Les partis politiques d'Arménie et le Génocide des Arméniens

 
 
  Point de vue d'Arménie


Les partis politiques d'Arménie et le Génocide des Arméniens

Lilit Gasparyan

 

 
Lilit Gasparyan

Journaliste d'Arménie

Le Génocide des Arméniens fait partie des rares thèmes qui, s’ils ne font pas l’unanimité, font toutefois l’objet d’un large consensus au sein des partis politiques d’Arménie. Selon ces derniers, la reconnaissance du Génocide n’est pas l’aboutissement du chemin qui mène à la solution de la question arménienne. Elle doit être relayée par la formulation d’exigences, parmi lesquelles celle de la reconnaissance des droits des héritiers des victimes du Génocide sur les terres qui appartenaient à leurs ancêtres.

 

Congrés National Arménien
Parti d'opposition -  7/131 députés.

Arman Mousinyan, porte-parole du parti du CNA.

Si nous parlons de la position des partis politiques, j’aimerais que nous examinions tout d’abord les différentes approches que l’on a historiquement observées concernant le Génocide des Arméniens et les relations arméno-turques, deux problèmes intimement liés. En gros il y en a deux : celle de l’Arménie et celle de la Diaspora. La Diaspora pose le problème en termes civil et national et non en termes politiques, ce qui est compréhensible vu qu’elle est constituée des descendants et des héritiers des victimes du Génocide.
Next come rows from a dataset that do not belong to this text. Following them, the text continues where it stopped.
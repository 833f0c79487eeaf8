//! Query engine: sync the range, then match cached metadata
//!
//! The engine never talks to the server itself. Remote work goes through the
//! [`Reconciler`]; matching always runs over the local store, so results are
//! the same whether the cache was filled now or weeks ago.

use regex::{Regex, RegexBuilder};
use tracing::{debug, info, warn};

use crate::client::MailboxSession;
use crate::error::Result;
use crate::fetcher::FetchPolicy;
use crate::models::{MessageRecord, SyncRange};
use crate::store::MetadataStore;
use crate::sync::{ProgressReporter, Reconciler, SyncReport};

/// Compiled case-insensitive pattern over subject and sender
#[derive(Debug, Clone)]
pub struct Matcher {
    regex: Regex,
}

impl Matcher {
    /// Compile `pattern`; invalid syntax is a `PatternError`
    pub fn compile(pattern: &str) -> Result<Self> {
        let regex = RegexBuilder::new(pattern).case_insensitive(true).build()?;
        Ok(Self { regex })
    }

    pub fn pattern(&self) -> &str {
        self.regex.as_str()
    }

    pub fn matches(&self, record: &MessageRecord) -> bool {
        self.regex.is_match(&record.subject) || self.regex.is_match(&record.sender)
    }
}

/// Matches plus what the sync did to get them
#[derive(Debug, Clone)]
pub struct SearchOutcome {
    /// Most recent first
    pub records: Vec<MessageRecord>,
    /// `None` when the answer came from the cache alone
    pub sync: Option<SyncReport>,
}

impl SearchOutcome {
    /// True when the results may be missing messages from the server
    pub fn is_partial(&self) -> bool {
        self.sync.as_ref().map_or(true, |report| !report.is_complete())
    }
}

pub struct QueryEngine {
    store: MetadataStore,
    reconciler: Reconciler,
}

impl QueryEngine {
    pub fn new(store: MetadataStore, policy: FetchPolicy) -> Self {
        Self {
            store,
            reconciler: Reconciler::new(policy),
        }
    }

    pub fn store(&self) -> &MetadataStore {
        &self.store
    }

    /// Sync `range` into the store, then answer from it
    ///
    /// A listing that stays unreachable after retries downgrades the search to
    /// a cache-only answer (`sync = None`). Any other failure is returned.
    pub async fn search(
        &mut self,
        session: &mut dyn MailboxSession,
        matcher: &Matcher,
        range: &SyncRange,
        reporter: &dyn ProgressReporter,
    ) -> Result<SearchOutcome> {
        let sync = match self
            .reconciler
            .sync(session, &mut self.store, range, reporter)
            .await
        {
            Ok(report) => Some(report),
            Err(e) if e.is_transient() => {
                warn!("Could not reach the server ({}), answering from cache", e);
                None
            }
            Err(e) => return Err(e),
        };

        let records = self.matching(matcher, range)?;
        info!("Found {} messages matching '{}'", records.len(), matcher.pattern());
        Ok(SearchOutcome { records, sync })
    }

    /// Answer from the store without contacting the server
    pub fn search_cached(&self, matcher: &Matcher, range: &SyncRange) -> Result<SearchOutcome> {
        let records = self.matching(matcher, range)?;
        debug!(
            "Offline search for '{}' matched {} cached messages",
            matcher.pattern(),
            records.len()
        );
        Ok(SearchOutcome {
            records,
            sync: None,
        })
    }

    fn matching(&self, matcher: &Matcher, range: &SyncRange) -> Result<Vec<MessageRecord>> {
        Ok(self
            .store
            .scan(Some(range))?
            .into_iter()
            .filter(|record| matcher.matches(record))
            .collect())
    }

    /// Give the store back, e.g. to close it explicitly
    pub fn into_store(self) -> MetadataStore {
        self.store
    }
}
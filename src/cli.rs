//! Command-line interface

use chrono::Utc;
use clap::{Parser, Subcommand};
use indicatif::{MultiProgress, ProgressBar, ProgressStyle};
use std::path::PathBuf;
use std::time::Duration;

use crate::auth::{self, Credentials};
use crate::client::MailboxSession;
use crate::config::Config;
use crate::error::{Result, SearchError};
use crate::fetcher::FetchPolicy;
use crate::models::{MessageRecord, SyncRange};
use crate::query::{Matcher, QueryEngine, SearchOutcome};
use crate::store::{MetadataStore, StoreStats};
use crate::sync::{self, SyncReport};

#[derive(Parser, Debug)]
#[command(name = "gmail-search")]
#[command(version = "0.1.0")]
#[command(about = "Fast regex search over a local cache of Gmail message metadata", long_about = None)]
pub struct Cli {
    /// Path to configuration file
    #[arg(short, long, default_value = ".gmail-search/config.toml")]
    pub config: PathBuf,

    /// Gmail address to log in with
    #[arg(long, env = "GMAIL_ADDRESS")]
    pub address: Option<String>,

    /// Gmail app password
    #[arg(long, env = "GMAIL_APP_PASSWORD", hide_env_values = true)]
    pub app_password: Option<String>,

    /// Verbose logging
    #[arg(short, long)]
    pub verbose: bool,

    #[command(subcommand)]
    pub command: Commands,
}

#[derive(Subcommand, Debug)]
pub enum Commands {
    /// Search subjects and senders with a regular expression
    Search {
        /// Case-insensitive regular expression
        pattern: String,

        /// How many days back to search (default from config)
        #[arg(short, long)]
        days: Option<u32>,

        /// Only search the local cache, don't contact the server
        #[arg(long)]
        offline: bool,

        /// Show at most this many results
        #[arg(short, long)]
        limit: Option<usize>,

        /// Print results as JSON
        #[arg(long)]
        json: bool,
    },

    /// Check that the credentials can log in
    Auth,

    /// Show what the local cache holds
    Status,

    /// Delete the local cache
    ClearCache {
        /// Skip the confirmation prompt
        #[arg(long)]
        force: bool,
    },

    /// Generate example configuration file
    InitConfig {
        /// Path to create config file
        #[arg(short, long, default_value = ".gmail-search/config.toml")]
        output: PathBuf,

        /// Overwrite existing file
        #[arg(long)]
        force: bool,
    },
}

/// Everything `search` needs besides config and credentials
#[derive(Debug, Clone)]
pub struct SearchRequest {
    pub pattern: String,
    pub days: Option<u32>,
    pub offline: bool,
}

impl Cli {
    /// Credentials from flags or environment
    pub fn credentials(&self) -> Result<Credentials> {
        match (&self.address, &self.app_password) {
            (Some(address), Some(password)) => Ok(Credentials::new(address, password)),
            _ => Err(SearchError::AuthError(
                "Missing credentials: pass --address and --app-password or set GMAIL_ADDRESS and GMAIL_APP_PASSWORD"
                    .to_string(),
            )),
        }
    }
}

/// Truncate a string to max_len characters, adding "..." if truncated
fn truncate_string(s: &str, max_len: usize) -> String {
    if s.chars().count() <= max_len {
        s.to_string()
    } else {
        format!("{}...", s.chars().take(max_len.saturating_sub(3)).collect::<String>())
    }
}

/// Spinners and bars sharing the terminal with log output
pub struct ConsoleProgress {
    multi: MultiProgress,
    spinner_style: ProgressStyle,
    bar_style: ProgressStyle,
}

impl ConsoleProgress {
    pub fn new(multi: MultiProgress) -> Self {
        let spinner_style = ProgressStyle::default_spinner()
            .template("{spinner:.green} [{elapsed:>6}] {msg}")
            .unwrap_or_else(|_| ProgressStyle::default_spinner())
            .tick_chars("⠁⠂⠄⡀⢀⠠⠐⠈ ");

        let bar_style = ProgressStyle::default_bar()
            .template("[{elapsed:>6}] {bar:40.cyan/blue} {pos:>7}/{len:7} {msg}")
            .unwrap_or_else(|_| ProgressStyle::default_bar())
            .progress_chars("##-");

        Self {
            multi,
            spinner_style,
            bar_style,
        }
    }

    pub fn add_spinner(&self, msg: &str) -> ProgressBar {
        let pb = self.multi.add(ProgressBar::new_spinner());
        pb.set_style(self.spinner_style.clone());
        pb.set_message(msg.to_string());
        pb.enable_steady_tick(Duration::from_millis(100));
        pb
    }

    pub fn add_progress_bar(&self, len: u64, msg: &str) -> ProgressBar {
        let pb = self.multi.add(ProgressBar::new(len));
        pb.set_style(self.bar_style.clone());
        pb.set_message(msg.to_string());
        pb
    }

    /// Finish a spinner and clear it from the multi-progress display
    pub fn finish_spinner(&self, pb: &ProgressBar, msg: &str) {
        pb.finish_and_clear();
        let _ = self.multi.println(format!("  ✓ {}", msg));
    }

    /// Ask a yes/no question with the bars suspended
    pub fn confirm(&self, question: &str) -> Result<bool> {
        self.multi.suspend(|| {
            print!("{} [y/N]: ", question);
            let _ = std::io::Write::flush(&mut std::io::stdout());
        });
        let mut input = String::new();
        std::io::stdin().read_line(&mut input)?;
        Ok(input.trim().eq_ignore_ascii_case("y"))
    }
}

/// Progress bar fed by the reconciler
pub struct FetchProgressBar {
    bar: ProgressBar,
}

impl FetchProgressBar {
    pub fn new(console: &ConsoleProgress) -> Self {
        Self {
            bar: console.add_progress_bar(0, "Fetching message metadata..."),
        }
    }

    /// Leave the bar on screen only if something was fetched
    pub fn finish(&self, report: Option<&SyncReport>) {
        match report {
            Some(report) if report.missing() > 0 => {
                self.bar
                    .finish_with_message(format!("Cached {} new messages", report.inserted));
            }
            _ => self.bar.finish_and_clear(),
        }
    }
}

impl sync::ProgressReporter for FetchProgressBar {
    fn report(&self, processed: usize, total: usize) {
        self.bar.set_length(total as u64);
        self.bar.set_position(processed as u64);
    }
}

fn open_store(config: &Config) -> Result<MetadataStore> {
    if config.cache.rebuild_on_corruption {
        MetadataStore::open_or_rebuild(&config.cache.path)
    } else {
        MetadataStore::open(&config.cache.path)
    }
}

/// Compile, sync and search; the pattern is checked before any I/O
pub async fn run_search(
    cli: &Cli,
    config: &Config,
    request: &SearchRequest,
    console: &ConsoleProgress,
) -> Result<SearchOutcome> {
    let matcher = Matcher::compile(&request.pattern)?;
    let days = request.days.unwrap_or(config.search.default_days);
    let range = SyncRange::last_days(days, Utc::now());
    tracing::debug!(
        "Searching '{}' from {} to {}",
        matcher.pattern(),
        range.since,
        range.until
    );

    let store = open_store(config)?;
    let mut engine = QueryEngine::new(store, FetchPolicy::from_config(config));

    let outcome = if request.offline {
        engine.search_cached(&matcher, &range)?
    } else {
        let credentials = cli.credentials()?;

        let auth_spinner = console.add_spinner(&format!("Connecting to {}...", config.imap.host));
        let mut session = match auth::authenticate(config, &credentials).await {
            Ok(session) => session,
            Err(e) => {
                auth_spinner.finish_and_clear();
                return Err(e);
            }
        };
        console.finish_spinner(&auth_spinner, &format!("Logged in as {}", credentials.address));

        let progress = FetchProgressBar::new(console);
        let result = engine.search(&mut session, &matcher, &range, &progress).await;
        progress.finish(result.as_ref().ok().and_then(|outcome| outcome.sync.as_ref()));

        if let Err(e) = session.logout().await {
            tracing::warn!("Logout failed: {}", e);
        }
        result?
    };

    engine.into_store().close()?;
    Ok(outcome)
}

/// Log in and out once
pub async fn run_auth(cli: &Cli, config: &Config, console: &ConsoleProgress) -> Result<()> {
    let credentials = cli.credentials()?;
    let spinner = console.add_spinner(&format!("Logging in to {}...", config.imap.host));
    let result = auth::verify_credentials(config, &credentials).await;
    match &result {
        Ok(()) => console.finish_spinner(&spinner, &format!("Logged in as {}", credentials.address)),
        Err(_) => spinner.finish_and_clear(),
    }
    result
}

/// Cache statistics, or `None` when no cache file exists yet
pub fn cache_status(config: &Config) -> Result<Option<StoreStats>> {
    if !config.cache.path.exists() {
        return Ok(None);
    }
    let store = MetadataStore::open(&config.cache.path)?;
    let stats = store.stats()?;
    store.close()?;
    Ok(Some(stats))
}

/// Delete the cache, asking first unless `force`; returns whether anything was removed
pub fn clear_cache(config: &Config, force: bool, console: &ConsoleProgress) -> Result<bool> {
    if !config.cache.path.exists() {
        return Ok(false);
    }
    if !force {
        let question = format!("Delete the cache at {:?}?", config.cache.path);
        if !console.confirm(&question)? {
            return Ok(false);
        }
    }
    MetadataStore::remove_files(&config.cache.path)
}

/// Plain-text result table
pub fn render_table(records: &[MessageRecord], limit: Option<usize>) -> String {
    let shown = limit.unwrap_or(records.len()).min(records.len());
    let mut out = String::new();

    out.push_str(&format!(
        "{:<16}  {:<30}  {:<50}  {}\n",
        "Date", "From", "Subject", "Link"
    ));
    out.push_str(&format!("{}\n", "-".repeat(130)));

    for record in &records[..shown] {
        out.push_str(&format!(
            "{:<16}  {:<30}  {:<50}  {}\n",
            record.received_at.format("%Y-%m-%d %H:%M"),
            truncate_string(&record.sender, 30),
            truncate_string(&record.subject, 50),
            record.web_link
        ));
    }

    if shown < records.len() {
        out.push_str(&format!("... and {} more\n", records.len() - shown));
    }
    out
}

/// Results as a pretty JSON array
pub fn render_json(records: &[MessageRecord], limit: Option<usize>) -> Result<String> {
    let shown = limit.unwrap_or(records.len()).min(records.len());
    Ok(serde_json::to_string_pretty(&records[..shown])?)
}

/// One-line summary of how the results were obtained
pub fn describe_outcome(outcome: &SearchOutcome) -> String {
    let matches = match outcome.records.len() {
        1 => "1 match".to_string(),
        n => format!("{} matches", n),
    };
    match &outcome.sync {
        Some(report) => format!(
            "{} ({} messages in range, {} already cached, {} fetched)",
            matches, report.remote, report.cached, report.inserted
        ),
        None => format!("{} (from cache only)", matches),
    }
}

/// Hint printed under a fatal error
pub fn error_hint(error: &SearchError) -> Option<&'static str> {
    match error {
        SearchError::AuthError(_) => Some(
            "Check the address and app password. IMAP must be enabled in Gmail settings.",
        ),
        SearchError::PatternError(_) => {
            Some("The pattern is a regular expression; escape special characters like ( [ + ?")
        }
        SearchError::StoreError(_) | SearchError::StoreCorrupt(_) => {
            Some("The cache can be rebuilt: run `gmail-search clear-cache` and search again.")
        }
        SearchError::ConfigError(_) => Some("Regenerate the file with `gmail-search init-config --force`."),
        _ => None,
    }
}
Alors que pour l’Arménie, le problème est le suivant : quelle politique adopter concernant le Génocide ? Nous pensons que la question du Génocide ne doit pas interférer dans les relations entre la Turquie et l’Arménie. Car la Turquie n’est pas responsable devant l’Arménie du Génocide qui a été perpétré. La Turquie en est responsable devant l’humanité entière puisque le crime de Génocide est un crime contre l’humanité entière. Il en va de même pour l’Holocauste. Concernant la commission des historiens, sa création a conduit à la signature des Protocoles arméno-turcs. Après cela, montrez-moi un pays qui ait reconnu le Génocide des Arméniens ! Nous pensons que la question du Génocide ne doit pas figurer à l’ordre du jour de la politique extérieure, car cela en ferait un objet de marchandage, alors que cette question est hors transaction. Mettre la question du Génocide à l’agenda des relations arméno-turques fut une erreur tragique.


Fédération Révolutionnaire Arménienne - Dachnagtsoutioun
Parti d'opposition - 5/131 députés.

Kiro Manoyan, Directeur du secrétariat international de la FRA.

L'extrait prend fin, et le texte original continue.